FIGURE 4.

FZD9 down-expression impairs Wnt-5a signaling. A, detection of FZD9, FZD5, and FZD7 protein levels in the homogenate of HT22 cells transfected with Fux-EGFP (control) or shFZD9-EGFP (the three FZD receptors were measured in three different membranes). Anti-GFP was used as a transfection control, and anti-actin was used as a loading control (n = 3). B, immunofluorescence of FZD9 (red) in FUX-EGFP/shFZD9-EGFP-transfected neurons (green) and in scramble-EGFP/shFZD9c-EGFP (commercial shFZD9, Cod.
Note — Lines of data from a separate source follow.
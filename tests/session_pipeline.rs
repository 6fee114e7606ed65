use std::collections::BTreeSet;

use wagon_occupancy::detect::{suppress, SizeFilter};
use wagon_occupancy::ingest::{DetectionSource, SyntheticConfig, SyntheticSource};
use wagon_occupancy::{
    DetectionStatus, Frame, InMemoryOccupancySink, OccupancyLevel, OccupancySink,
    RawDetection, RetentionPolicy, Session, SessionConfig, TrackId,
};

const LOOSE_FILTER: SizeFilter = SizeFilter {
    min_width: 1.0,
    min_height: 1.0,
    max_width_ratio: 1.0,
    max_height_ratio: 1.0,
};

fn square_config(capacity: u32) -> SessionConfig {
    SessionConfig {
        zone: vec![[0.0, 0.0], [10.0, 0.0], [10.0, 10.0], [0.0, 10.0]],
        capacity,
        frame_width: 100,
        frame_height: 100,
        size_filter: LOOSE_FILTER,
        ..SessionConfig::default()
    }
}

/// Person box whose bottom-center anchor is `(x, y)`.
fn person_at(id: TrackId, x: f32, y: f32) -> RawDetection {
    RawDetection {
        x1: x - 1.0,
        y1: y - 3.0,
        x2: x + 1.0,
        y2: y,
        track_id: Some(id),
        confidence: 0.9,
        class_id: 0,
    }
}

fn frame(index: u64, detections: Vec<RawDetection>) -> Frame {
    Frame {
        index,
        at: index as f64,
        detections,
    }
}

fn ids(set: &BTreeSet<TrackId>) -> Vec<TrackId> {
    set.iter().copied().collect()
}

#[test]
fn cumulative_count_in_square_zone() {
    let mut sink = InMemoryOccupancySink::new();
    let mut session = Session::start("scenario_a", square_config(2)).unwrap();

    let r1 = session.process_frame(&frame(1, vec![person_at(1, 5.0, 5.0)]), &mut sink);
    assert_eq!(ids(&r1.tracked), vec![1]);
    assert_eq!(r1.snapshot.fullness_percent, 50.0);

    let r2 = session.process_frame(&frame(2, vec![]), &mut sink);
    assert_eq!(ids(&r2.tracked), vec![1]);
    assert_eq!(r2.snapshot.fullness_percent, 50.0);

    let r3 = session.process_frame(
        &frame(3, vec![person_at(2, 5.0, 5.0), person_at(3, 50.0, 50.0)]),
        &mut sink,
    );
    assert_eq!(ids(&r3.tracked), vec![1, 2]);
    assert_eq!(ids(&r3.in_zone), vec![2]);
    assert_eq!(r3.snapshot.fullness_percent, 100.0);
    assert_eq!(r3.snapshot.level, OccupancyLevel::Crowded);
    assert_eq!(
        r3.detections.iter().map(|d| d.status).collect::<Vec<_>>(),
        vec![DetectionStatus::InZone, DetectionStatus::Outside]
    );

    let current = sink.current("scenario_a").unwrap().unwrap();
    assert_eq!(current.count, 2);
    assert_eq!(current.frame_index, 3);
    assert_eq!(sink.history("scenario_a", 10).unwrap().len(), 3);
}

#[test]
fn overlapping_boxes_keep_higher_confidence() {
    let boxes = [
        RawDetection {
            x1: 0.0,
            y1: 0.0,
            x2: 10.0,
            y2: 10.0,
            track_id: None,
            confidence: 0.9,
            class_id: 0,
        },
        RawDetection {
            x1: 1.0,
            y1: 1.0,
            x2: 11.0,
            y2: 11.0,
            track_id: None,
            confidence: 0.6,
            class_id: 0,
        },
    ];
    let validated: Vec<_> = boxes
        .iter()
        .map(|raw| LOOSE_FILTER.check(raw, 100.0, 100.0).unwrap())
        .collect();

    let kept = suppress(&validated, 0.4);
    assert_eq!(kept.len(), 1);
    assert_eq!(kept[0].confidence, 0.9);
}

#[test]
fn fullness_saturates_when_over_capacity() {
    let mut sink = InMemoryOccupancySink::new();
    let mut session = Session::start("scenario_c", square_config(1)).unwrap();
    let report = session.process_frame(
        &frame(
            0,
            vec![
                person_at(1, 2.0, 2.0),
                person_at(2, 5.0, 9.0),
                person_at(3, 8.0, 5.0),
            ],
        ),
        &mut sink,
    );
    assert_eq!(report.snapshot.count, 3);
    assert_eq!(report.snapshot.fullness_percent, 100.0);
}

#[test]
fn undersized_detection_never_reaches_tracker() {
    let mut sink = InMemoryOccupancySink::new();
    let mut session = Session::start("scenario_d", SessionConfig::default()).unwrap();
    // Width 5 with the anchor well inside the default wagon zone.
    let narrow = RawDetection {
        x1: 698.0,
        y1: 500.0,
        x2: 703.0,
        y2: 600.0,
        track_id: Some(11),
        confidence: 0.95,
        class_id: 0,
    };
    let report = session.process_frame(&frame(0, vec![narrow]), &mut sink);
    assert_eq!(report.rejected, 1);
    assert!(report.detections.is_empty());
    assert!(session.tracked().is_empty());
}

#[test]
fn sticky_tracked_set_only_grows() {
    let mut sink = InMemoryOccupancySink::new();
    let config = SessionConfig::default();
    let mut source = SyntheticSource::new(SyntheticConfig {
        frames: 600,
        people: 20,
        seed: 42,
        ..SyntheticConfig::default()
    })
    .unwrap();
    let mut session = Session::start("sticky_walk", config).unwrap();

    let mut previous = BTreeSet::new();
    let mut last_emitted = None;
    while let Some(frame) = source.next_frame().unwrap() {
        let report = session.process_frame(&frame, &mut sink);
        assert!(report.tracked.is_superset(&previous));
        assert!((0.0..=100.0).contains(&report.snapshot.fullness_percent));
        if report.emission.is_some() {
            assert!(last_emitted.map_or(true, |last| report.frame_index >= last));
            last_emitted = Some(report.frame_index);
        }
        previous = report.tracked;
    }

    let history = sink.history("sticky_walk", usize::MAX).unwrap();
    assert!(history.windows(2).all(|w| w[0].frame_index <= w[1].frame_index));
    assert!(history.windows(2).all(|w| w[0].count <= w[1].count));
}

#[test]
fn exit_on_leave_count_can_drop() {
    let mut sink = InMemoryOccupancySink::new();
    let config = SessionConfig {
        retention: RetentionPolicy::ExitOnLeave,
        ..square_config(4)
    };
    let mut session = Session::start("leaving", config).unwrap();

    session.process_frame(
        &frame(0, vec![person_at(1, 5.0, 5.0), person_at(2, 6.0, 6.0)]),
        &mut sink,
    );
    let report = session.process_frame(&frame(1, vec![person_at(1, 60.0, 60.0)]), &mut sink);
    assert_eq!(ids(&report.tracked), vec![2]);
    assert_eq!(report.snapshot.fullness_percent, 25.0);
}

#[test]
fn emission_is_rate_limited_to_stream_time() {
    let mut sink = InMemoryOccupancySink::new();
    let mut session = Session::start("rate", square_config(2)).unwrap();
    let mut emitted = Vec::new();
    for index in 0..50u64 {
        let f = Frame {
            index,
            at: index as f64 / 25.0,
            detections: vec![person_at(1, 5.0, 5.0)],
        };
        if session.process_frame(&f, &mut sink).emission.is_some() {
            emitted.push(index);
        }
    }
    assert_eq!(emitted, vec![0, 25]);

    let last = session.finish(&mut sink);
    assert_eq!(last.frame_index, 49);
    assert_eq!(sink.history("rate", 10).unwrap().len(), 3);
}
KH02416G) transfected neurons. Scale bar, 8 μm. C, measurement of the intracellular Ca²⁺ increase in hippocampal neurons transfected with Fux-EGFP (black plots) or shFZD9-EGFP (gray plots) after stimulation with Wnt-5a. Ionomycin was used as an ionophore to increase intracellular Ca²⁺ levels. D, quantification of A.U.C. (n = 4). E, left panel, representative images of the neurites from Fux-EGFP- or shFZD9-EGFP-transfected neurons treated with or without Wnt-5a for 2 h. Scale bar, 3 μm. Right panel, quantification of the spine density in control condition or after 1 or 2 h of Wnt-5a treatment (n = 3). F, left panel, representative images of Scramble-EGFP and shFZD9c-EGFP-transfected neurons (commercial shFZD9, Cod. KH02416G) treated or not with Wnt-5a for 2 h. Right panel, quantification of the density of dendritic protrusion per neurite length. Scale bar, 3 μm. ***, p < 0.001; **, p < 0.01; *, p < 0.05. ns, no significant difference compared with the control.